Can You Lease a Used Car? Here's What's Actually Possible
Yes — but only through a CPO program or demo vehicle. Most used cars can't be leased at all. Here's which brands offer it and when the math actually works.

· 10 min read
Key Takeaways
- A dealer cannot create a lease on random used inventory — a manufacturer-backed program with a published residual and money factor is required. Without it, there is no lease.
- Demo and loaner vehicles at luxury franchise stores are often the best path — if the car still qualifies for the new-car lease program, you get a discounted price with new-car lease terms.
- CPO lease programs have weaker money factors and residuals than new-car programs. A lower selling price doesn't automatically mean a lower payment — a new-car lease sometimes wins even at a higher sticker price.
- BMW, Mercedes-Benz, Audi, Lexus, Acura, Infiniti, and Volvo are your most consistent options for CPO and demo lease programs.
Yes — but not the way most people think, and not at most dealerships.

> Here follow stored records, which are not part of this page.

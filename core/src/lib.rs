pub mod config;
pub mod error;
pub mod telemetry;

pub use config::Config;
pub use error::{Bound, Error, Result};
use config::{ConfigError, Environment, File};
use serde::{Deserialize, Serialize};
use std::path::Path;

#[derive(Debug, Clone, Deserialize, Serialize)]
pub struct Config {
    pub api: ApiConfig,
    pub query: QueryConfig,
    pub cache: CacheConfig,
    pub refresh: RefreshConfig,
    pub server: ServerConfig,
    pub telemetry: TelemetryConfig,
}

#[derive(Debug, Clone, Deserialize, Serialize)]
pub struct ApiConfig {
    pub endpoint: String,
    pub request_timeout_secs: u64,
    /// Zero disables client-side pacing.
    pub requests_per_second: u32,
    pub max_pages: u32,
    pub max_bytes: u64,
}

#[derive(Debug, Clone, Deserialize, Serialize)]
pub struct QueryConfig {
    pub area_type: String,
    pub format: DatasetFormat,
    pub profile: SchemaVersion,
}

/// Datasets written by one refresh; the cache must hold all of them at once.
pub const MIN_CACHE_THRESHOLD: usize = 2;

#[derive(Debug, Clone, Deserialize, Serialize)]
pub struct CacheConfig {
    pub default_timeout_secs: u64,
    pub threshold: usize,
}

#[derive(Debug, Clone, Deserialize, Serialize)]
pub struct RefreshConfig {
    pub interval_secs: u64,
}

#[derive(Debug, Clone, Deserialize, Serialize)]
pub struct ServerConfig {
    pub bind: String,
    pub default_area: String,
}

#[derive(Debug, Clone, Deserialize, Serialize)]
pub struct TelemetryConfig {
    pub log_level: String,
    pub log_format: LogFormat,
    pub metrics_enabled: bool,
    pub metrics_port: u16,
}

#[derive(Debug, Clone, Deserialize, Serialize)]
#[serde(rename_all = "lowercase")]
pub enum LogFormat {
    Json,
    Pretty,
}

/// Encoding requested from the upstream API.
#[derive(Debug, Clone, Copy, Default, PartialEq, Eq, Deserialize, Serialize)]
#[serde(rename_all = "lowercase")]
pub enum DatasetFormat {
    #[default]
    Json,
    Csv,
}

impl DatasetFormat {
    pub fn as_str(&self) -> &'static str {
        match self {
            DatasetFormat::Json => "json",
            DatasetFormat::Csv => "csv",
        }
    }
}

impl std::fmt::Display for DatasetFormat {
    fn fmt(&self, f: &mut std::fmt::Formatter<'_>) -> std::fmt::Result {
        f.write_str(self.as_str())
    }
}

impl std::str::FromStr for DatasetFormat {
    type Err = String;

    fn from_str(s: &str) -> std::result::Result<Self, Self::Err> {
        match s.to_ascii_lowercase().as_str() {
            "json" => Ok(DatasetFormat::Json),
            "csv" => Ok(DatasetFormat::Csv),
            other => Err(format!("unknown format '{}', expected json or csv", other)),
        }
    }
}

/// Generation of upstream field names used to build query structures.
#[derive(Debug, Clone, Copy, Default, PartialEq, Eq, Deserialize, Serialize)]
#[serde(rename_all = "lowercase")]
pub enum SchemaVersion {
    #[default]
    V1,
    Legacy,
}

impl Config {
    pub fn load() -> Result<Self, ConfigError> {
        let mut builder = config::Config::builder();

        // Load default configuration
        builder = builder.add_source(config::Config::try_from(&Config::default())?);

        // Layer on config file if it exists
        if Path::new("config.toml").exists() {
            builder = builder.add_source(File::with_name("config"));
        }

        // Layer on environment variables (TRENDS_ prefix)
        builder = builder.add_source(
            Environment::with_prefix("TRENDS")
                .separator("__")
                .try_parsing(true),
        );

        let config = builder.build()?;
        let settings: Config = config.try_deserialize()?;

        settings.validate()?;
        Ok(settings)
    }

    pub fn validate(&self) -> Result<(), ConfigError> {
        if self.api.endpoint.is_empty() {
            return Err(ConfigError::Message("api.endpoint is required".into()));
        }

        if self.api.request_timeout_secs == 0 {
            return Err(ConfigError::Message(
                "api.request_timeout_secs must be greater than 0".into(),
            ));
        }

        if self.api.max_pages == 0 {
            return Err(ConfigError::Message(
                "api.max_pages must be greater than 0".into(),
            ));
        }

        if self.query.area_type.is_empty() {
            return Err(ConfigError::Message("query.area_type is required".into()));
        }

        if self.cache.threshold < MIN_CACHE_THRESHOLD {
            return Err(ConfigError::Message(format!(
                "cache.threshold must be at least {}",
                MIN_CACHE_THRESHOLD
            )));
        }

        if self.refresh.interval_secs == 0 {
            return Err(ConfigError::Message(
                "refresh.interval_secs must be greater than 0".into(),
            ));
        }

        Ok(())
    }
}

impl Default for Config {
    fn default() -> Self {
        Self {
            api: ApiConfig {
                endpoint: "https://api.coronavirus.data.gov.uk/v1/data".to_string(),
                request_timeout_secs: 10,
                requests_per_second: 5,
                max_pages: 1000,
                max_bytes: 512 * 1024 * 1024,
            },
            query: QueryConfig {
                area_type: "region".to_string(),
                format: DatasetFormat::Csv,
                profile: SchemaVersion::V1,
            },
            cache: CacheConfig {
                default_timeout_secs: 300,
                threshold: 5,
            },
            refresh: RefreshConfig { interval_secs: 60 },
            server: ServerConfig {
                bind: "0.0.0.0:8050".to_string(),
                default_area: "London".to_string(),
            },
            telemetry: TelemetryConfig {
                log_level: "info".to_string(),
                log_format: LogFormat::Pretty,
                metrics_enabled: false,
                metrics_port: 9090,
            },
        }
    }
}
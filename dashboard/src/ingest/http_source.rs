use super::PageSource;
use crate::model::{PageBody, Query};
use async_trait::async_trait;
use governor::{DefaultDirectRateLimiter, Quota, RateLimiter};
use reqwest::StatusCode;
use std::num::NonZeroU32;
use std::time::Duration;
use trends_core::config::ApiConfig;
use trends_core::{Error, Result};
use tracing::{debug, instrument};

pub struct HttpSource {
    client: reqwest::Client,
    endpoint: String,
    limiter: Option<DefaultDirectRateLimiter>,
}

impl HttpSource {
    pub fn new(config: &ApiConfig) -> Result<Self> {
        let client = reqwest::Client::builder()
            .timeout(Duration::from_secs(config.request_timeout_secs))
            .build()?;

        let limiter = NonZeroU32::new(config.requests_per_second)
            .map(|rps| RateLimiter::direct(Quota::per_second(rps)));

        Ok(Self {
            client,
            endpoint: config.endpoint.clone(),
            limiter,
        })
    }
}

#[async_trait]
impl PageSource for HttpSource {
    #[instrument(skip(self, query), fields(endpoint = %self.endpoint))]
    async fn fetch_page(&self, query: &Query, page: u32) -> Result<PageBody> {
        if let Some(limiter) = &self.limiter {
            limiter.until_ready().await;
        }

        let params = query.params(page)?;

        let response = self
            .client
            .get(&self.endpoint)
            .query(&params)
            .send()
            .await?;

        let status = response.status();

        if status.as_u16() >= 400 {
            let body = response.text().await?;
            return Err(Error::Upstream {
                status: status.as_u16(),
                body,
            });
        }

        if status == StatusCode::NO_CONTENT {
            debug!(page, "Upstream reported no content");
            return Ok(PageBody::NoContent);
        }

        let bytes = response.bytes().await?;
        let body = String::from_utf8(bytes.to_vec())
            .map_err(|e| Error::Data(format!("page {} is not valid UTF-8: {}", page, e)))?;

        debug!(page, bytes = body.len(), status = status.as_u16(), "Fetched page");

        Ok(PageBody::Content(body))
    }

    fn source_id(&self) -> &str {
        "coronavirus-api"
    }
}

#[cfg(test)]
mod tests {
    use super::*;
    use crate::model::{Metric, OutputFormat, SchemaProfile};
    use trends_core::config::SchemaVersion;
    use trends_core::Config;
    use wiremock::matchers::{method, query_param};
    use wiremock::{Mock, MockServer, ResponseTemplate};

    fn source_for(server: &MockServer) -> HttpSource {
        let mut api = Config::default().api;
        api.endpoint = format!("{}/v1/data", server.uri());
        api.requests_per_second = 0;
        HttpSource::new(&api).expect("client builds")
    }

    fn csv_query() -> Query {
        SchemaProfile::new(SchemaVersion::V1)
            .query(Metric::Cases, "region", OutputFormat::Csv)
            .unwrap()
    }

    #[tokio::test]
    async fn sends_query_parameters_and_returns_body() {
        let server = MockServer::start().await;
        Mock::given(method("GET"))
            .and(query_param("filters", "areaType=region"))
            .and(query_param("format", "csv"))
            .and(query_param("page", "2"))
            .and(query_param(
                "structure",
                r#"{"date":"date","name":"areaName","code":"areaCode","daily":"newCasesBySpecimenDate","cumulative":"cumCasesBySpecimenDate"}"#,
            ))
            .respond_with(ResponseTemplate::new(200).set_body_string("date,name\n2020-03-01,London"))
            .expect(1)
            .mount(&server)
            .await;

        let body = source_for(&server).fetch_page(&csv_query(), 2).await.unwrap();

        assert_eq!(body, PageBody::Content("date,name\n2020-03-01,London".to_string()));
    }

    #[tokio::test]
    async fn no_content_status_ends_pagination() {
        let server = MockServer::start().await;
        Mock::given(method("GET"))
            .respond_with(ResponseTemplate::new(204))
            .mount(&server)
            .await;

        let body = source_for(&server).fetch_page(&csv_query(), 1).await.unwrap();

        assert_eq!(body, PageBody::NoContent);
    }

    #[tokio::test]
    async fn client_error_surfaces_status_and_body() {
        let server = MockServer::start().await;
        Mock::given(method("GET"))
            .respond_with(ResponseTemplate::new(400).set_body_string("Invalid filter: areaType"))
            .mount(&server)
            .await;

        let err = source_for(&server).fetch_page(&csv_query(), 1).await.unwrap_err();

        match err {
            Error::Upstream { status, body } => {
                assert_eq!(status, 400);
                assert_eq!(body, "Invalid filter: areaType");
            }
            other => panic!("expected upstream error, got {other:?}"),
        }
    }

    #[tokio::test]
    async fn truncated_error_body_is_a_transport_error() {
        use tokio::io::{AsyncReadExt, AsyncWriteExt};

        // Promises more body than it sends, then hangs up
        let listener = tokio::net::TcpListener::bind("127.0.0.1:0").await.unwrap();
        let addr = listener.local_addr().unwrap();
        tokio::spawn(async move {
            let (mut socket, _) = listener.accept().await.unwrap();
            let mut request = [0u8; 4096];
            let _ = socket.read(&mut request).await;
            let _ = socket
                .write_all(b"HTTP/1.1 500 Internal Server Error\r\ncontent-length: 100\r\n\r\npartial")
                .await;
        });

        let mut api = Config::default().api;
        api.endpoint = format!("http://{}/v1/data", addr);
        api.requests_per_second = 0;
        let source = HttpSource::new(&api).unwrap();

        let err = source.fetch_page(&csv_query(), 1).await.unwrap_err();

        assert!(matches!(err, Error::Transport(_)), "got {err:?}");
    }

    #[tokio::test]
    async fn invalid_utf8_page_is_a_data_error() {
        let server = MockServer::start().await;
        Mock::given(method("GET"))
            .respond_with(ResponseTemplate::new(200).set_body_bytes(vec![0xff, 0xfe, 0xfd]))
            .mount(&server)
            .await;

        let err = source_for(&server).fetch_page(&csv_query(), 1).await.unwrap_err();

        assert!(matches!(err, Error::Data(_)), "got {err:?}");
        assert!(!err.is_fatal());
    }

    #[tokio::test]
    async fn slow_upstream_is_a_transport_error() {
        let server = MockServer::start().await;
        Mock::given(method("GET"))
            .respond_with(ResponseTemplate::new(200).set_delay(Duration::from_secs(3)))
            .mount(&server)
            .await;

        let mut api = Config::default().api;
        api.endpoint = server.uri();
        api.request_timeout_secs = 1;
        api.requests_per_second = 0;
        let source = HttpSource::new(&api).unwrap();

        let err = source.fetch_page(&csv_query(), 1).await.unwrap_err();

        assert!(matches!(err, Error::Transport(ref e) if e.is_timeout()), "got {err:?}");
    }

    #[tokio::test]
    async fn paced_source_still_serves_requests() {
        let server = MockServer::start().await;
        Mock::given(method("GET"))
            .respond_with(ResponseTemplate::new(200).set_body_string("x"))
            .expect(2)
            .mount(&server)
            .await;

        let mut api = Config::default().api;
        api.endpoint = server.uri();
        api.requests_per_second = 10;
        let source = HttpSource::new(&api).unwrap();

        for page in 1..=2 {
            source.fetch_page(&csv_query(), page).await.unwrap();
        }
    }
}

When someone asks whether they can lease a used car, they're usually picturing walking into any lot, picking a used vehicle, and structuring a lease on it the way they would a new one. That's not how it works. A dealer cannot create a lease out of thin air on a random used car. There has to be a manufacturer-backed program behind it — and those programs are limited, often brand-specific, and almost never as attractive as the new-car lease deals you see advertised.
I spent 12 years in dealership finance offices. Used car leasing came up regularly, and the answer was almost always more complicated than customers expected. Here's the honest breakdown.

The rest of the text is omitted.